Можно было бы назвать это политическое образование империей в том смысле, что на его территории проживали самые разные народы. Однако после 1225 г. число народностей, подвластных императору, начало сокращаться. Конечно, многие сообщества продолжали соприкасаться. Так, в Константинополе бок о бок жили франки, греки, армяне, евреи, какое-то количество мусульман и довольно много итальянцев, среди которых были как венецианцы, так и пизанцы и генуэзцы. Многие газмулы, потомки франков и гречанок, позже, при Михаиле VIII Палеологе (1261–1282), станут наемниками. И все же франки оставались в меньшинстве, а большую часть населения империи составляли греки. Число покоренных народов ничего не говорило об имперской природе государства франков. Для того чтобы глубже понять концепцию власти латинских императоров, стоит взглянуть на их официальную титулатуру. Византийские василевсы были «императорами ромеев» — такая формулировка делала акцент на имперском универсализме и притязаниях на власть над каждым индивидом, называющим себя римлянином. Франки, в свою очередь, называли себя «императорами Романии»[245], имея в виду управление определенными землями, некогда принадлежавшими грекам. Таким образом, они свели понятие империи к простому территориальному господству, причем в действительности подконтрольные земли не составляли всей Романии. Универсализм, о котором грезили латинские правители, споткнулся о суровую реальность — весьма ограниченную территорию и крайне упрощенную имперскую идеологию.

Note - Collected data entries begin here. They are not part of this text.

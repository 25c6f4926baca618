//! Schema migrations for the cocoadiag SQLite database.
//!
//! Uses a `schema_version` table to track which migrations have been applied.
//! Each migration runs exactly once and is recorded with a timestamp.

use rusqlite::Connection;

/// Current schema version. Bump this when adding a new migration.
pub const CURRENT_SCHEMA_VERSION: i32 = 1;

/// Returns the current schema version from the database (0 if table doesn't exist).
pub fn get_schema_version(conn: &Connection) -> i32 {
    conn.query_row(
        "SELECT COALESCE(MAX(version), 0) FROM schema_version",
        [],
        |row| row.get(0),
    )
    .unwrap_or(0)
}

/// Runs all pending schema migrations against the provided connection.
///
/// # Errors
/// Returns `rusqlite::Error` if any SQL statement fails.
pub fn run_all(conn: &Connection) -> Result<(), rusqlite::Error> {
    conn.execute_batch(
        "CREATE TABLE IF NOT EXISTS schema_version (
             version INTEGER PRIMARY KEY,
             applied_at INTEGER NOT NULL,
             description TEXT NOT NULL
         );",
    )?;

    let current = get_schema_version(conn);

    if current < 1 {
        migration_v1(conn)?;
        record_version(conn, 1, "Key/value local storage table")?;
        tracing::info!(version = 1, "Applied storage migration");
    }

    Ok(())
}

fn record_version(conn: &Connection, version: i32, description: &str) -> Result<(), rusqlite::Error> {
    let now = std::time::SystemTime::now()
        .duration_since(std::time::UNIX_EPOCH)
        .unwrap_or_default()
        .as_secs() as i64;
    conn.execute(
        "INSERT OR IGNORE INTO schema_version (version, applied_at, description) VALUES (?1, ?2, ?3)",
        rusqlite::params![version, now, description],
    )?;
    Ok(())
}

/// V1: the key/value table standing in for browser local storage.
fn migration_v1(conn: &Connection) -> Result<(), rusqlite::Error> {
    conn.execute_batch(
        "
        CREATE TABLE IF NOT EXISTS local_storage (
            key TEXT PRIMARY KEY,
            value TEXT NOT NULL,
            updated_at INTEGER NOT NULL
        );
        ",
    )
}
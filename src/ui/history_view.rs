//! History panel rendering.
//!
//! [`history_html`] turns computed history blocks into the markup injected
//! into the page's history container. [`HistoryPanel`] tracks whether that
//! container is shown.

use crate::managers::history_manager::{HistoryBlock, HistoryManagerTrait, RenderedHistory};

/// Markup shown when no diagnoses have been stored.
pub const EMPTY_HISTORY_HTML: &str = "<p>No previous diagnoses found.</p>";

/// Write-only sink for rendered history markup (the page's history container).
pub trait HistoryView {
    fn show(&mut self, markup: &str);
}

/// A view that keeps the last markup written to it.
#[derive(Debug, Default, Clone)]
pub struct BufferedView {
    pub markup: String,
    pub writes: usize,
}

impl HistoryView for BufferedView {
    fn show(&mut self, markup: &str) {
        self.markup = markup.to_string();
        self.writes += 1;
    }
}

fn html_escape(s: &str) -> String {
    let mut out = String::with_capacity(s.len());
    for c in s.chars() {
        match c {
            '&' => out.push_str("&amp;"),
            '<' => out.push_str("&lt;"),
            '>' => out.push_str("&gt;"),
            '"' => out.push_str("&quot;"),
            '\'' => out.push_str("&#39;"),
            _ => out.push(c),
        }
    }
    out
}

fn block_html(block: &HistoryBlock) -> String {
    // recommendation carries service-provided links, so it goes in as markup
    format!(
        "<div class=\"history-entry\">\
         <p><strong>Date:</strong> {}</p>\
         <img src=\"{}\" width=\"150\" />\
         <p><strong>Disease:</strong> {}</p>\
         <p><strong>Confidence:</strong> {}</p>\
         <p><strong>Recommendation:</strong> {}</p>\
         <hr>\
         </div>",
        html_escape(&block.date),
        html_escape(&block.image),
        html_escape(&block.disease),
        html_escape(&block.confidence),
        block.recommendation,
    )
}

/// Renders the history as page markup, one `history-entry` div per block.
pub fn history_html(rendered: &RenderedHistory) -> String {
    match rendered {
        RenderedHistory::Empty => EMPTY_HISTORY_HTML.to_string(),
        RenderedHistory::Entries(blocks) => blocks.iter().map(block_html).collect(),
    }
}

/// Renders the current history and writes it into `view`.
pub fn refresh<H: HistoryManagerTrait, V: HistoryView>(history: &H, view: &mut V) {
    view.show(&history_html(&history.render()));
}

/// Visible/hidden state of the history container. Starts hidden.
#[derive(Debug, Default, Clone, Copy, PartialEq, Eq)]
pub struct HistoryPanel {
    visible: bool,
}

impl HistoryPanel {
    pub fn new() -> Self {
        Self::default()
    }

    pub fn is_visible(&self) -> bool {
        self.visible
    }

    /// Flips visibility. When becoming visible the latest persisted history
    /// is rendered into `view` first. Returns the new state.
    pub fn toggle_visibility<H: HistoryManagerTrait, V: HistoryView>(
        &mut self,
        history: &H,
        view: &mut V,
    ) -> bool {
        if !self.visible {
            refresh(history, view);
        }
        self.visible = !self.visible;
        tracing::debug!(visible = self.visible, "History panel toggled");
        self.visible
    }
}
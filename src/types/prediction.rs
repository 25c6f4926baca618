use serde::{Deserialize, Serialize};

use super::diagnosis::{Confidence, DiagnosisResult};

/// Successful body returned by the prediction endpoint.
#[derive(Debug, Clone, Serialize, Deserialize, PartialEq)]
pub struct PredictionResponse {
    pub predicted_class: String,
    pub confidence: Confidence,
    pub recommendation: String,
}

impl PredictionResponse {
    /// Converts the service response into the stored result triple.
    pub fn into_result(self) -> DiagnosisResult {
        DiagnosisResult {
            disease: self.predicted_class,
            confidence: self.confidence,
            recommendation: self.recommendation,
        }
    }
}

/// Error body returned by the prediction endpoint on 4xx/5xx.
#[derive(Debug, Clone, Deserialize)]
pub struct PredictionErrorBody {
    pub error: String,
}

/// An image ready to be sent for prediction.
#[derive(Debug, Clone, PartialEq)]
pub struct ImageUpload {
    pub file_name: String,
    pub mime_type: String,
    pub bytes: Vec<u8>,
}
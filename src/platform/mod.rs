// cocoadiag platform paths
//
// Linux:   $XDG_CONFIG_HOME/cocoadiag, $XDG_DATA_HOME/cocoadiag
// macOS:   ~/Library/Application Support/cocoadiag (config and data)
// Windows: %APPDATA%/cocoadiag (config and data)
//
// COCOADIAG_DATA_DIR overrides the data directory on every platform.

use std::env;
use std::path::PathBuf;

const APP_DIR: &str = "cocoadiag";

/// Environment variable that overrides [`get_data_dir`].
pub const DATA_DIR_ENV: &str = "COCOADIAG_DATA_DIR";

#[cfg(not(target_os = "windows"))]
fn home_dir() -> PathBuf {
    PathBuf::from(env::var("HOME").unwrap_or_else(|_| String::from("/tmp")))
}

/// Returns the platform-specific configuration directory.
pub fn get_config_dir() -> PathBuf {
    #[cfg(target_os = "linux")]
    {
        match env::var("XDG_CONFIG_HOME") {
            Ok(xdg) => PathBuf::from(xdg).join(APP_DIR),
            Err(_) => home_dir().join(".config").join(APP_DIR),
        }
    }
    #[cfg(target_os = "macos")]
    {
        home_dir()
            .join("Library")
            .join("Application Support")
            .join(APP_DIR)
    }
    #[cfg(target_os = "windows")]
    {
        let appdata = env::var("APPDATA")
            .unwrap_or_else(|_| String::from("C:\\Users\\Default\\AppData\\Roaming"));
        PathBuf::from(appdata).join(APP_DIR)
    }
    #[cfg(not(any(target_os = "linux", target_os = "macos", target_os = "windows")))]
    {
        home_dir().join(".config").join(APP_DIR)
    }
}

/// Returns the directory holding the durable storage database.
pub fn get_data_dir() -> PathBuf {
    if let Ok(dir) = env::var(DATA_DIR_ENV) {
        return PathBuf::from(dir);
    }
    #[cfg(target_os = "linux")]
    {
        match env::var("XDG_DATA_HOME") {
            Ok(xdg) => PathBuf::from(xdg).join(APP_DIR),
            Err(_) => home_dir().join(".local").join("share").join(APP_DIR),
        }
    }
    #[cfg(not(target_os = "linux"))]
    {
        get_config_dir()
    }
}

Власть латинских правителей не носила истинно имперский характер. Конечно, ее престиж оставался огромным: императорский титул старательно сохранялся, передавался и отстаивался, в особенности после того, как империя перестала существовать. Однако высокие притязания не соответствовали реальным возможностям. На императоре лежала ответственность за защиту и сохранение империи, но его власть была ограничена мартовскими соглашениями 1204 г. По сути, он управлял только тем, что принадлежало ему на правах собственности, то есть далеко не всей империей. Некоторые вассалы были гораздо более могущественны. Так, в 1236 и 1238 гг. императору приходилось призывать на помощь войска князя Мореи, чтобы спасти Константинополь от греческих атак.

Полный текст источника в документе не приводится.